Picouic, à son tour, mit son œil à la fenêtre.

– Eh bien!, fit-il après un instant d’examen, mais je ne vois rien que deux jeunes filles qui viennent de sortir de ce bâtiment…

– Oui… mais les connais-tu?… ou du moins reconnais-tu l’une d’elles?…

– Attends… elles me tournent le dos… elles se promènent… ou plutôt on dirait qu’elles marchent avec précaution… elles regardent autour d’elles… elles semblent effrayées… Sur ma foi! on dirait des prisonnières qui cherchent à se sauver… ce sont sans doute des religieuses qui en ont assez du couvent… les pauvres filles!…

Le digne Picouic semblait très ému par la supposition qu’il venait de formuler, et nous portons cette émotion à son actif.

– Oh! oh! fit-il tout à coup en se reculant, lui aussi.

Les deux jeunes filles signalées venaient de se retourner.

– Tu l’as reconnue? demanda Croasse.

– Violetta!…

– Allons nous-en! reprit Croasse.

– Pourquoi cela?…

– Parce que du moment que la petite Violetta est là, Belgodère y est aussi!… J’aime encore mieux me nourrir de glands que de coups de trique…

– Qui peut être l’autre? fit Picouic, suivant son idée.

– Peu importe… détalons!…

Croasse allait joindre l’acte à la parole lorsqu’il demeura cloué sur place par ces mots prononcés derrière lui par une voix criarde:

– Que faites-vous là?…

– Je suis mort! songea Croasse tendant déjà le dos au coup de gourdin qu’il attendait. Mais comme le coup ne tombait pas, comme la voix criarde ne ressemblait guère à celle de Belgodère, il se retourna timidement et poussa un cri de joie:

– Philomène!…

– Ah! ah! fit Picouic en écarquillant les yeux d’admiration. C’est là la conquête de messire Croasse!…

C’était en effet Philomène qui, en reconnaissant Croasse, baissa pudiquement ses paupières de vieille fille. Mais Philomène n’était pas seule: elle était accompagnée d’une vieille, sorte de paysanne mal vêtue, aux yeux défiants, à la voix revêche, et c’était elle qui venait de crier:

– Que faites-vous là?…

Cette vieille, c’était sœur Mariange.

– Mais, dit Croasse, nous venions voir Belgodère, notre cher Belgodère, notre excellent ami Belgodère… il va bien?

– Belgodère?… Qu’est-ce que Belgodère? fit Mariange d’un air pointu.

– Le bohémien… vous savez bien… qui logeait là…

– Oui. Eh bien!, il est parti. Dieu merci, le couvent est débarrassé de ce païen!…
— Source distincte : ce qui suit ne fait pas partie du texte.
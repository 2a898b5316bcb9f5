use crate::event::ButtonEvent;
use crate::eventbus::EventListener;

/// Wraps a listener and filters events based on a user-supplied predicate.
pub struct FilteredListener {
    predicate: Box<dyn Fn(&ButtonEvent) -> bool + Send + Sync>,
    inner: Box<dyn EventListener>,
}

impl FilteredListener {
    pub fn new(
        predicate: impl Fn(&ButtonEvent) -> bool + Send + Sync + 'static,
        inner: impl EventListener + 'static,
    ) -> Self {
        Self {
            predicate: Box::new(predicate),
            inner: Box::new(inner),
        }
    }
}

impl EventListener for FilteredListener {
    fn on_event(&mut self, event: &ButtonEvent) {
        if (self.predicate)(event) {
            self.inner.on_event(event);
        }
    }
}
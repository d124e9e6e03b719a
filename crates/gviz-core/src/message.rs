// Rust guideline compliant 2026-02-06

//! Error and warning messages attached to a response.

use std::fmt;

/// Reason codes understood by chart clients.
///
/// The set is open: any string is accepted as a reason, these are the ones
/// clients know how to present.
pub mod reasons {
    /// The client signature matches the current data.
    pub const NOT_MODIFIED: &str = "not_modified";
    /// The request requires authentication.
    pub const USER_NOT_AUTHENTICATED: &str = "user_not_authenticated";
    /// The data source id is unknown.
    pub const UNKNOWN_DATA_SOURCE_ID: &str = "unknown_data_source_id";
    /// The user may not read this data source.
    pub const ACCESS_DENIED: &str = "access_denied";
    /// The query uses an operation the source cannot perform.
    pub const UNSUPPORTED_QUERY_OPERATION: &str = "unsupported_query_operation";
    /// The query could not be parsed.
    pub const INVALID_QUERY: &str = "invalid_query";
    /// The request itself is malformed.
    pub const INVALID_REQUEST: &str = "invalid_request";
    /// Unexpected failure in the data source.
    pub const INTERNAL_ERROR: &str = "internal_error";
    /// A requested capability is not supported.
    pub const NOT_SUPPORTED: &str = "not_supported";
    /// Formatting patterns in the query are invalid.
    pub const ILLEGAL_FORMATTING_PATTERNS: &str = "illegal_formatting_patterns";
    /// Anything else.
    pub const OTHER: &str = "other";
    /// The table was cut short.
    pub const DATA_TRUNCATED: &str = "data_truncated";
    /// The client asked for a protocol version other than the supported one.
    pub const VERSION_MISMATCH: &str = "version_mismatch";
}

/// Severity of a message.
#[derive(Debug, Clone, Copy, PartialEq, Eq, Hash)]
pub enum MessageKind {
    /// Fatal for the response: the table is dropped.
    Error,
    /// Informational: the table is still delivered.
    Warning,
}

impl MessageKind {
    /// Returns the lowercase wire name of the kind.
    #[must_use]
    pub fn as_str(&self) -> &'static str {
        match self {
            MessageKind::Error => "error",
            MessageKind::Warning => "warning",
        }
    }
}

impl fmt::Display for MessageKind {
    fn fmt(&self, f: &mut fmt::Formatter<'_>) -> fmt::Result {
        f.write_str(self.as_str())
    }
}

/// A single error or warning.
#[derive(Debug, Clone, PartialEq, Eq)]
pub struct Message {
    /// Severity.
    pub kind: MessageKind,
    /// Machine-readable reason code, see [`reasons`].
    pub reason: String,
    /// Short human-readable summary.
    pub summary: Option<String>,
    /// Longer human-readable explanation.
    pub detail: Option<String>,
}

impl Message {
    /// Creates a new message.
    #[must_use]
    pub fn new(
        kind: MessageKind,
        reason: impl Into<String>,
        summary: Option<String>,
        detail: Option<String>,
    ) -> Self {
        Self {
            kind,
            reason: reason.into(),
            summary,
            detail,
        }
    }

    /// Creates an error message with only a reason.
    #[must_use]
    pub fn error(reason: impl Into<String>) -> Self {
        Self::new(MessageKind::Error, reason, None, None)
    }

    /// Creates a warning message with only a reason.
    #[must_use]
    pub fn warning(reason: impl Into<String>) -> Self {
        Self::new(MessageKind::Warning, reason, None, None)
    }

    /// Sets the summary.
    #[must_use]
    pub fn with_summary(mut self, summary: impl Into<String>) -> Self {
        self.summary = Some(summary.into());
        self
    }

    /// Sets the detail.
    #[must_use]
    pub fn with_detail(mut self, detail: impl Into<String>) -> Self {
        self.detail = Some(detail.into());
        self
    }
}

impl fmt::Display for Message {
    fn fmt(&self, f: &mut fmt::Formatter<'_>) -> fmt::Result {
        write!(f, "{}: {}", self.kind, self.reason)?;
        if let Some(summary) = &self.summary {
            write!(f, ": {}", summary)?;
        }
        if let Some(detail) = &self.detail {
            write!(f, " ({})", detail)?;
        }
        Ok(())
    }
}

/// Errors and warnings in insertion order, kept apart by kind.
#[derive(Debug, Clone, Default, PartialEq, Eq)]
pub struct MessageLog {
    errors: Vec<Message>,
    warnings: Vec<Message>,
}

impl MessageLog {
    /// Creates an empty log.
    #[must_use]
    pub fn new() -> Self {
        Self::default()
    }

    /// Appends a message to the sequence matching its kind.
    ///
    /// No deduplication or limits are applied.
    pub fn push(&mut self, message: Message) {
        match message.kind {
            MessageKind::Error => self.errors.push(message),
            MessageKind::Warning => self.warnings.push(message),
        }
    }

    /// Returns the errors in insertion order.
    #[must_use]
    pub fn errors(&self) -> &[Message] {
        &self.errors
    }

    /// Returns the warnings in insertion order.
    #[must_use]
    pub fn warnings(&self) -> &[Message] {
        &self.warnings
    }

    /// Iterates over all errors, then all warnings.
    pub fn iter(&self) -> impl Iterator<Item = &Message> {
        self.errors.iter().chain(self.warnings.iter())
    }

    /// Returns the total number of messages.
    #[must_use]
    pub fn len(&self) -> usize {
        self.errors.len() + self.warnings.len()
    }

    /// Returns true if the log holds no messages.
    #[must_use]
    pub fn is_empty(&self) -> bool {
        self.errors.is_empty() && self.warnings.is_empty()
    }

    /// Returns true if at least one error was recorded.
    #[must_use]
    pub fn has_errors(&self) -> bool {
        !self.errors.is_empty()
    }
}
– Parti! exclama Croasse. Ah! Philomène, ma chère Philomène, que je suis donc heureux de vous revoir!…

Et avant que Philomène eût pu s’en défendre, il la saisissait, la soulevait, l’embrassait sur les deux joues et la reposait ensuite sur le sol. Philomène, de ce double baiser, le premier qu’elle eût reçu de sa vie, demeura abasourdie, pantelante, stupide d’émoi. Elle avait quarante ans passés, la pauvre Philomène.

Mais si la gloire n’attend pas le nombre des années aux âmes «bien nées», l’amour, dans le cœur d’une nonne qui a vieilli en rongeant son frein et en maudissant le célibat, ne compte pas non plus le nombre des hivers.

– C’est pourtant la vérité pure! grommela Picouic. Elle l’aime!… Croasse a trouvé une femme qui l’aime!

Mariange était indignée.

– Sortez, dit-elle, hâtez-vous de sortir des terres du couvent, mauvais sacripants que vous êtes…

– Oh! ma sœur, ma sœur! dit doucement Philomène, M. Croasse n’est pas un sacripant… il a une si belle voix!…

– Ah! ah! murmura Picouic, c’est donc cela!… À la bonne heure!…

– Enfin, que faites-vous ici, mauvais drôles? reprit la mégère qui pourtant s’apaisait.

– Je vais vous le dire, madame, fit Picouic en tirant son chapeau et en essayant de faire comme il avait vu faire à Pardaillan.

– Appelez-moi sœur Mariange, dit la vieille.

– Eh bien!, ma sœur, ma digne sœur Mariange, bien nommée, car vous devez être un ange de vertu…

– La Vierge m’en est témoin!…

– Voici donc ce qui m’amène, ce qui nous amène… Je dois vous dire que je suis l’ami intime de M. Croasse que vous voyez ici, à tel point qu’on nous prend pour les deux frères…

– Oui-dà!… Eh bien?…

– Eh bien!, depuis qu’il est venu ici, mon ami ne dort plus, ne mange plus, il n’est plus que l’ombre de lui-même, et s’il continue à maigrir ainsi, il n’en restera plus rien, pas même l’ombre.

Le fait est que Croasse était d’une exorbitante maigreur.

– Et tout cela, demoiselles et seigneurs… je veux dire: ma sœur, ma digne sœur Mariange, tout cela parce que mon ami, mon frère a oublié ici, en partant, un trésor…

– Un trésor! fit Mariange dont les petits yeux pétillèrent.

Croasse ouvrait des yeux énormes.

– Oui, un trésor, le plus précieux, le plus impayable, demoiselles, bourgeois et seigneurs… je veux dire: ma sœur… ma digne sœur Mariange.

– Et quel est ce trésor, mon cher monsieur? demanda Mariange tout à fait radoucie.

– Son cœur! Oui, son cœur qu’il a laissé entre les mains de la belle Philomène ici présente!…

– Quelle infamie! cria sœur Mariange.

– Ma sœur… ma sœur… supplia Philomène palpitante.

Sœur Mariange allait répliquer vertement, lorsque tout à coup elle s’élança vers la porte de l’enclos qui venait de s’ouvrir, livrant passage aux deux jeunes filles.

– Sainte Vierge! cria-t-elle, les deux païennes vont fuir!

Et elle se mit à courir de toute la force de ses jambes courtes… Violetta et sa compagne, légères comme des biches, bondissaient déjà vers la brèche… Sœur Philomène était demeurée sur place, pétrifiée. Quant à Croasse, il ne comprenait rien à ce qui se passait en ce moment.

Picouic, avec le coup d’œil sûr et prompt de l’homme affamé qui entrevoit un moyen de s’assurer le gîte et la pitance, étudia la situation.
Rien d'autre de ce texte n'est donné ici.